## [Task instructions]
Take the records below and retype them line by line, from the first line through the one containing "for i in 1..n"; stop there.

## [Data in this exercise]
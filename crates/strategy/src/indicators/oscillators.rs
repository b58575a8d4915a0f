use super::{ema, rolling_std, sma};

/// Relative Strength Index from rolling-mean gains and losses
pub fn rsi(closes: &[f64], period: usize) -> Vec<f64> {
    let n = closes.len();
    let mut out = vec![f64::NAN; n];
    if period == 0 || n <= period {
        return out;
    }

    let mut gains = vec![0.0; n];
    let mut losses = vec![0.0; n];
    for i in 1..n {
        let delta = closes[i] - closes[i - 1];
        if delta > 0.0 {
            gains[i] = delta;
        } else {
            losses[i] = -delta;
        }
    }

    for i in period..n {
        let avg_gain = gains[i + 1 - period..=i].iter().sum::<f64>() / period as f64;
        let avg_loss = losses[i + 1 - period..=i].iter().sum::<f64>() / period as f64;
        out[i] = if avg_loss == 0.0 {
            if avg_gain == 0.0 { 50.0 } else { 100.0 }
        } else {
            100.0 - 100.0 / (1.0 + avg_gain / avg_loss)
        };
    }
    out
}

/// MACD line, signal line and histogram
#[derive(Debug, Clone)]
pub struct Macd {
    pub macd: Vec<f64>,
    pub signal: Vec<f64>,
    pub histogram: Vec<f64>,
}

pub fn macd(closes: &[f64], fast: usize, slow: usize, signal_period: usize) -> Macd {
    let fast_ema = ema(closes, fast);
    let slow_ema = ema(closes, slow);
    let line: Vec<f64> = fast_ema.iter().zip(&slow_ema).map(|(f, s)| f - s).collect();
    let signal = ema(&line, signal_period);
    let histogram = line.iter().zip(&signal).map(|(m, s)| m - s).collect();

    Macd {
        macd: line,
        signal,
        histogram,
    }
}

/// Bollinger bands around a simple moving average
#[derive(Debug, Clone)]
pub struct Bollinger {
    pub upper: Vec<f64>,
    pub middle: Vec<f64>,
    pub lower: Vec<f64>,
}

pub fn bollinger(closes: &[f64], period: usize, num_std: f64) -> Bollinger {
    let middle = sma(closes, period);
    let std = rolling_std(closes, period);
    let upper = middle.iter().zip(&std).map(|(m, s)| m + num_std * s).collect();
    let lower = middle.iter().zip(&std).map(|(m, s)| m - num_std * s).collect();

    Bollinger {
        upper,
        middle,
        lower,
    }
}
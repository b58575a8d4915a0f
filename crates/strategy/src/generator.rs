//! Signal generator
//!
//! Wraps a strategy decision into a `Signal`: attaches the reference price and
//! ATR, clamps confidence, and stamps the signal with the last bar's time.

use meridian_core::{Price, Signal, SignalAction};
use rust_decimal::Decimal;
use rust_decimal::prelude::FromPrimitive;
use serde::{Deserialize, Serialize};

use crate::error::{Result, SignalError};
use crate::features::FeatureSnapshot;
use crate::params::StrategyParams;
use crate::strategy::{Decision, Strategy};

#[derive(Debug, Clone, PartialEq, Serialize, Deserialize)]
#[serde(default)]
pub struct SignalGenerator {
    /// Minimum bars before any strategy is evaluated
    pub min_bars: usize,
    /// Upper bound on emitted confidence
    pub max_confidence: f64,
    /// ATR period for the volatility reading attached to signals
    pub atr_period: usize,
}

impl Default for SignalGenerator {
    fn default() -> Self {
        Self {
            min_bars: 50,
            max_confidence: 0.95,
            atr_period: 14,
        }
    }
}

fn to_price(value: f64) -> Result<Price> {
    Decimal::from_f64(value)
        .map(|d| d.round_dp(4))
        .ok_or_else(|| SignalError::Indicator(format!("value {value} is not representable as a price")))
}

impl SignalGenerator {
    pub fn new() -> Self {
        Self::default()
    }

    pub fn with_min_bars(mut self, min_bars: usize) -> Self {
        self.min_bars = min_bars;
        self
    }

    pub fn with_max_confidence(mut self, max_confidence: f64) -> Self {
        self.max_confidence = max_confidence.clamp(0.0, 1.0);
        self
    }

    pub fn with_atr_period(mut self, atr_period: usize) -> Self {
        self.atr_period = atr_period;
        self
    }

    /// Build the strategy from `params` and evaluate it. `Ok(None)` is HOLD.
    pub fn generate(
        &self,
        strategy_id: &str,
        snapshot: &FeatureSnapshot,
        params: &StrategyParams,
    ) -> Result<Option<Signal>> {
        let strategy = params.build()?;
        self.generate_with(strategy_id, strategy.as_ref(), snapshot)
    }

    /// Evaluate an already-built strategy
    pub fn generate_with(
        &self,
        strategy_id: &str,
        strategy: &dyn Strategy,
        snapshot: &FeatureSnapshot,
    ) -> Result<Option<Signal>> {
        let required = self.min_bars.max(strategy.lookback());
        if snapshot.len() < required {
            log::debug!(
                "[{}] {} has {} bars, needs {}",
                strategy_id,
                snapshot.symbol(),
                snapshot.len(),
                required
            );
            return Ok(None);
        }

        let Some(decision) = strategy.evaluate(snapshot)? else {
            return Ok(None);
        };
        if decision.action == SignalAction::Hold {
            return Ok(None);
        }
        self.wrap(strategy_id, snapshot, decision).map(Some)
    }

    fn wrap(&self, strategy_id: &str, snapshot: &FeatureSnapshot, decision: Decision) -> Result<Signal> {
        let bar = snapshot.last_bar().ok_or(SignalError::InsufficientData {
            required: 1,
            available: 0,
        })?;

        let confidence = to_price(decision.confidence.clamp(0.0, self.max_confidence))?;
        let mut signal = Signal::new(strategy_id, snapshot.symbol(), decision.action, bar.close)
            .with_confidence(confidence)
            .with_reasoning(decision.reasoning)
            .with_timestamp(bar.timestamp);

        if let Some(atr) = snapshot.atr(self.atr_period) {
            signal = signal.with_atr(to_price(atr)?);
        }
        if let Some(stop) = decision.stop_loss {
            signal = signal.with_stop_loss(to_price(stop)?);
        }
        if let Some(target) = decision.take_profit {
            signal = signal.with_take_profit(to_price(target)?);
        }

        log::info!(
            "[{}] {:?} {} @ {} (confidence {})",
            strategy_id,
            signal.action,
            signal.symbol,
            signal.price,
            signal.confidence
        );
        Ok(signal)
    }
}

#[cfg(test)]
mod tests {
    use super::*;
    use crate::crossover::CrossoverConfig;
    use crate::features::test_support::snapshot;
    use crate::momentum::QuickTestConfig;
    use rust_decimal_macros::dec;

    const CROSSING: [f64; 7] = [100.0, 100.0, 100.0, 100.0, 100.0, 100.0, 103.0];

    fn fast_crossover() -> StrategyParams {
        StrategyParams::MaCrossover(CrossoverConfig {
            fast_period: 2,
            slow_period: 5,
        })
    }

    #[test]
    fn test_holds_below_min_bars() {
        let generator = SignalGenerator::new();
        let signal = generator
            .generate("trend", &snapshot(&CROSSING), &fast_crossover())
            .unwrap();
        assert!(signal.is_none());
    }

    #[test]
    fn test_wraps_decision() {
        let generator = SignalGenerator::new().with_min_bars(5).with_atr_period(3);
        let snap = snapshot(&CROSSING);
        let signal = generator
            .generate("trend", &snap, &fast_crossover())
            .unwrap()
            .unwrap();

        assert_eq!(signal.strategy_id, "trend");
        assert_eq!(signal.symbol, "TEST");
        assert_eq!(signal.action, SignalAction::Buy);
        assert_eq!(signal.price, dec!(103));
        assert_eq!(signal.timestamp, snap.last_bar().unwrap().timestamp);
        assert!(signal.confidence > dec!(0.6) && signal.confidence < dec!(0.7));
        assert!(signal.atr.is_some());
    }

    #[test]
    fn test_confidence_is_capped() {
        let generator = SignalGenerator::new().with_min_bars(2).with_max_confidence(0.5);
        let signal = generator
            .generate(
                "quick",
                &snapshot(&[100.0, 101.0]),
                &StrategyParams::QuickTest(QuickTestConfig::default()),
            )
            .unwrap()
            .unwrap();
        assert_eq!(signal.confidence, dec!(0.5));
    }

    #[test]
    fn test_invalid_params_error() {
        let bad = StrategyParams::MaCrossover(CrossoverConfig {
            fast_period: 10,
            slow_period: 5,
        });
        let err = SignalGenerator::new()
            .generate("bad", &snapshot(&[100.0; 60]), &bad)
            .unwrap_err();
        assert!(matches!(err, SignalError::InvalidParameter(_)));
    }
}
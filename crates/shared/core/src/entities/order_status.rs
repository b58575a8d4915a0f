use serde::{Deserialize, Serialize};

/// Order lifecycle status
///
/// ```text
/// Pending ──► Submitted ──► PartiallyFilled ──► Filled
///    │            │                │
///    └► Rejected  ├► Filled        ├► Canceled
///                 ├► Canceled      └► Expired
///                 ├► Rejected
///                 └► Expired
/// ```
#[derive(Debug, Clone, Copy, PartialEq, Eq, Hash, Serialize, Deserialize)]
#[serde(rename_all = "snake_case")]
pub enum OrderStatus {
    /// Order has been created and validated but not sent to the broker
    Pending,
    /// Broker accepted the order
    Submitted,
    /// Order has been partially filled
    PartiallyFilled,
    /// Order has been completely filled
    Filled,
    /// Order has been canceled by the user
    Canceled,
    /// Order was rejected by validation at the broker
    Rejected,
    /// Order has expired (DAY/IOC)
    Expired,
}

impl OrderStatus {
    /// Returns true if the order is in a terminal state
    pub fn is_terminal(&self) -> bool {
        matches!(
            self,
            OrderStatus::Filled
                | OrderStatus::Canceled
                | OrderStatus::Rejected
                | OrderStatus::Expired
        )
    }

    /// Returns true if the order is still live at the broker
    pub fn is_active(&self) -> bool {
        matches!(self, OrderStatus::Submitted | OrderStatus::PartiallyFilled)
    }

    /// Returns true if `next` is a legal successor of this status
    pub fn can_transition_to(&self, next: OrderStatus) -> bool {
        use OrderStatus::*;
        match self {
            Pending => matches!(next, Submitted | Rejected),
            Submitted => matches!(next, PartiallyFilled | Filled | Canceled | Rejected | Expired),
            PartiallyFilled => matches!(next, PartiallyFilled | Filled | Canceled | Expired),
            Filled | Canceled | Rejected | Expired => false,
        }
    }
}

#[cfg(test)]
mod tests {
    use super::*;

    #[test]
    fn test_terminal_states_have_no_successors() {
        let all = [
            OrderStatus::Pending,
            OrderStatus::Submitted,
            OrderStatus::PartiallyFilled,
            OrderStatus::Filled,
            OrderStatus::Canceled,
            OrderStatus::Rejected,
            OrderStatus::Expired,
        ];
        for status in all.iter().filter(|s| s.is_terminal()) {
            for next in all {
                assert!(!status.can_transition_to(next), "{status:?} -> {next:?}");
            }
        }
    }

    #[test]
    fn test_pending_cannot_skip_to_filled() {
        assert!(!OrderStatus::Pending.can_transition_to(OrderStatus::Filled));
        assert!(!OrderStatus::Pending.can_transition_to(OrderStatus::Canceled));
        assert!(OrderStatus::Pending.can_transition_to(OrderStatus::Submitted));
    }

    #[test]
    fn test_no_backward_transitions() {
        assert!(!OrderStatus::PartiallyFilled.can_transition_to(OrderStatus::Submitted));
        assert!(!OrderStatus::Submitted.can_transition_to(OrderStatus::Pending));
    }
}
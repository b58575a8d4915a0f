//! Strategy worker
//!
//! One worker per running strategy. Each iteration reconciles orders still
//! working at the broker, refreshes the daily risk state, then walks the
//! strategy's symbols: stop/target checks first, then the signal.
//!
//! The ledger moves on fills only. An unfilled entry holds a reservation in
//! the risk gate; an unfilled exit leaves its position open until the fill
//! is reported.

use std::collections::{BTreeSet, HashMap};

use log::{debug, error, info, warn};
use meridian_core::{
    CloseReason, Order, OrderId, OrderRequest, OrderStatus, Position, Price, Quantity, Side, Signal, Symbol,
    Timestamp,
};
use meridian_order_manager::{OrderRouter, PositionSizer};
use meridian_ports::{Alert, AlertKind, AlertLevel};
use meridian_risk_manager::{Candidate, ReturnHistory};
use meridian_strategy::{FeatureSnapshot, Strategy};
use rust_decimal::Decimal;
use serde_json::json;
use tokio_util::sync::CancellationToken;

use crate::config::{SchedulerConfig, StrategyConfig};
use crate::context::TradingContext;
use crate::error::{Result, SchedulerError};

/// Counts from one pass over the symbols
#[derive(Debug, Clone, Default, PartialEq, Eq)]
pub struct IterationSummary {
    pub evaluated: usize,
    pub skipped: usize,
    pub entries: usize,
    pub exits: usize,
}

#[derive(Debug, Clone, PartialEq, Eq)]
pub enum IterationOutcome {
    Completed(IterationSummary),
    /// Daily risk halt in force; nothing was evaluated
    Halted,
    Cancelled,
}

#[derive(Debug, Clone, Copy, PartialEq, Eq)]
enum SymbolOutcome {
    Skipped,
    Held,
    Entered,
    Exited,
}

/// Order accepted by the broker but not yet finished
#[derive(Debug, Clone)]
struct PendingOrder {
    symbol: Symbol,
    kind: PendingKind,
}

#[derive(Debug, Clone, Copy)]
enum PendingKind {
    Entry {
        stop_loss: Option<Price>,
        take_profit: Option<Price>,
    },
    /// `booked` shares are already closed in the ledger
    Exit {
        reason: CloseReason,
        reference_price: Price,
        booked: Quantity,
    },
}

pub struct StrategyWorker {
    config: StrategyConfig,
    strategy: Box<dyn Strategy>,
    ctx: TradingContext,
    router: OrderRouter,
    timings: SchedulerConfig,
    pending: HashMap<OrderId, PendingOrder>,
    last_prune: Option<Timestamp>,
}
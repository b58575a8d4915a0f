//! Technical indicators
//!
//! All functions take plain `f64` series (oldest first) and return a series of
//! the same length. Positions before an indicator is defined hold `NaN`, so
//! callers read the tail and check `is_nan()`.

mod moving;
mod oscillators;
mod stats;
mod volatility;

pub use moving::{ema, rolling_std, sma};
pub use oscillators::{Bollinger, Macd, bollinger, macd, rsi};
pub use stats::{last_valid, linear_slope, mean, pct_returns, percentile_rank, sample_std};
pub use volatility::{adx, atr, true_range, wilder_smooth};
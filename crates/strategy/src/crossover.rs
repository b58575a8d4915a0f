//! Moving-average crossover

use serde::{Deserialize, Serialize};

use crate::error::{Result, SignalError};
use crate::features::FeatureSnapshot;
use crate::indicators::sma;
use crate::strategy::{Decision, Strategy};

#[derive(Debug, Clone, PartialEq, Serialize, Deserialize)]
#[serde(default)]
pub struct CrossoverConfig {
    pub fast_period: usize,
    pub slow_period: usize,
}

impl Default for CrossoverConfig {
    fn default() -> Self {
        Self {
            fast_period: 10, // Fast SMA
            slow_period: 30, // Slow SMA
        }
    }
}

/// Buys when the fast SMA crosses above the slow SMA, sells on the reverse
#[derive(Debug, Clone)]
pub struct MaCrossover {
    config: CrossoverConfig,
}

impl MaCrossover {
    pub fn new(config: CrossoverConfig) -> Result<Self> {
        if config.fast_period == 0 || config.fast_period >= config.slow_period {
            return Err(SignalError::InvalidParameter(format!(
                "fast_period ({}) must be positive and below slow_period ({})",
                config.fast_period, config.slow_period
            )));
        }
        Ok(Self { config })
    }
}

impl Strategy for MaCrossover {
    fn name(&self) -> &str {
        "ma_crossover"
    }

    fn lookback(&self) -> usize {
        self.config.slow_period + 1
    }

    fn evaluate(&self, snapshot: &FeatureSnapshot) -> Result<Option<Decision>> {
        let close = snapshot.closes();
        let n = close.len();
        if n < self.lookback() {
            return Ok(None);
        }

        let fast = sma(close, self.config.fast_period);
        let slow = sma(close, self.config.slow_period);
        let (prev_fast, prev_slow) = (fast[n - 2], slow[n - 2]);
        let (cur_fast, cur_slow) = (fast[n - 1], slow[n - 1]);

        if cur_slow <= 0.0 {
            return Ok(None);
        }
        let confidence = 0.6 + (10.0 * (cur_fast - cur_slow).abs() / cur_slow).min(0.3);

        if prev_fast <= prev_slow && cur_fast > cur_slow {
            return Ok(Some(Decision::buy(
                confidence,
                format!("fast SMA {cur_fast:.2} crossed above slow SMA {cur_slow:.2}"),
            )));
        }
        if prev_fast >= prev_slow && cur_fast < cur_slow {
            return Ok(Some(Decision::sell(
                confidence,
                format!("fast SMA {cur_fast:.2} crossed below slow SMA {cur_slow:.2}"),
            )));
        }
        Ok(None)
    }
}
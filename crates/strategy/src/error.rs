//! Signal generation errors

use thiserror::Error;

#[derive(Error, Debug, Clone, PartialEq)]
pub enum SignalError {
    #[error("Invalid strategy parameter: {0}")]
    InvalidParameter(String),

    #[error("Insufficient data: need {required} bars, have {available}")]
    InsufficientData { required: usize, available: usize },

    #[error("Indicator error: {0}")]
    Indicator(String),
}

pub type Result<T> = std::result::Result<T, SignalError>;
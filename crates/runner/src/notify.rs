//! Notification center
//!
//! The runtime's `Notifier`: logs every alert at a level matching its
//! urgency, keeps a bounded history, and fans alerts out over a broadcast
//! channel. Delivery to mail or chat is a subscriber's job.

use std::collections::VecDeque;

use async_trait::async_trait;
use log::{error, info, warn};
use meridian_ports::{Alert, AlertKind, AlertLevel, Notifier};
use tokio::sync::{Mutex, broadcast};

const CHANNEL_CAPACITY: usize = 256;

pub struct NotificationCenter {
    history: Mutex<VecDeque<Alert>>,
    capacity: usize,
    sender: broadcast::Sender<Alert>,
}

impl NotificationCenter {
    pub fn new(capacity: usize) -> Self {
        let (sender, _) = broadcast::channel(CHANNEL_CAPACITY);
        Self {
            history: Mutex::new(VecDeque::with_capacity(capacity.min(1024))),
            capacity,
            sender,
        }
    }

    pub fn subscribe(&self) -> broadcast::Receiver<Alert> {
        self.sender.subscribe()
    }

    /// Retained alerts, oldest first
    pub async fn history(&self) -> Vec<Alert> {
        self.history.lock().await.iter().cloned().collect()
    }

    pub async fn by_kind(&self, kind: AlertKind) -> Vec<Alert> {
        self.history
            .lock()
            .await
            .iter()
            .filter(|a| a.kind == kind)
            .cloned()
            .collect()
    }

    pub async fn count(&self, kind: AlertKind) -> usize {
        self.history.lock().await.iter().filter(|a| a.kind == kind).count()
    }
}

impl Default for NotificationCenter {
    fn default() -> Self {
        Self::new(500)
    }
}

#[async_trait]
impl Notifier for NotificationCenter {
    async fn notify(&self, alert: Alert) {
        match alert.level {
            AlertLevel::Info => info!("[ALERT] {}: {}", alert.title, alert.message),
            AlertLevel::Warning => warn!("[ALERT] {}: {}", alert.title, alert.message),
            AlertLevel::Critical => error!("[ALERT] {}: {}", alert.title, alert.message),
        }

        {
            let mut history = self.history.lock().await;
            if self.capacity > 0 {
                if history.len() == self.capacity {
                    history.pop_front();
                }
                history.push_back(alert.clone());
            }
        }

        // No subscribers is fine
        let _ = self.sender.send(alert);
    }
}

## [Finished task]
filename crates/strategy/src/indicators/oscillators.rs
repository b58575a8d4915a0f
use super::{ema, rolling_std, sma};

/// Relative Strength Index from rolling-mean gains and losses
pub fn rsi(closes: &[f64], period: usize) -> Vec<f64> {
    let n = closes.len();
    let mut out = vec![f64::NAN; n];
    if period == 0 || n <= period {
        return out;
    }

    let mut gains = vec![0.0; n];
    let mut losses = vec![0.0; n];
    for i in 1..n {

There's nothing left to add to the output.